▶ Assigned task
Read the listing below and copy out each line where the word "Response" occurs.

▶ Entries shown
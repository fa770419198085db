//! Authentication middleware
//!
//! Validates the bearer token on protected routes and makes the acting
//! user available to handlers through [`CurrentUser`].

use axum::{
    extract::{FromRequestParts, Request, State},
    http::request::Parts,
    middleware::Next,
    response::Response,
};
use axum_extra::{
    headers::{authorization::Bearer, Authorization},
    TypedHeader,
};
use uuid::Uuid;

use crate::error::AppError;
use crate::services::AuthService;
use crate::AppState;

/// Authenticated user information resolved from the JWT
#[derive(Clone, Debug)]
pub struct AuthUser {
    pub user_id: Uuid,
    pub username: String,
}

/// Authentication middleware that validates JWT tokens against the store
pub async fn auth_middleware(
    State(state): State<AppState>,
    bearer: Option<TypedHeader<Authorization<Bearer>>>,
    mut request: Request,
    next: Next,
) -> Result<Response, AppError> {
    let TypedHeader(Authorization(bearer)) = bearer
        .ok_or_else(|| AppError::Unauthorized("Missing or invalid Authorization header".to_string()))?;

    let auth_service = AuthService::new(state.store.clone(), &state.config.jwt);
    let user = auth_service.authenticate(bearer.token()).await?;

    request.extensions_mut().insert(AuthUser {
        user_id: user.id,
        username: user.username,
    });

    Ok(next.run(request).await)
}

/// Extractor for authenticated user
/// Use this in handlers to get the current user
#[derive(Clone, Debug)]
pub struct CurrentUser(pub AuthUser);

#[axum::async_trait]
impl<S> FromRequestParts<S> for CurrentUser
where
    S: Send + Sync,
{
    type Rejection = AppError;

    async fn from_request_parts(parts: &mut Parts, _state: &S) -> Result<Self, Self::Rejection> {
        parts
            .extensions
            .get::<AuthUser>()
            .cloned()
            .map(CurrentUser)
            .ok_or_else(|| AppError::Unauthorized("Authentication required".to_string()))
    }
}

▶ Solution for this exercise
    response::Response,
) -> Result<Response, AppError> {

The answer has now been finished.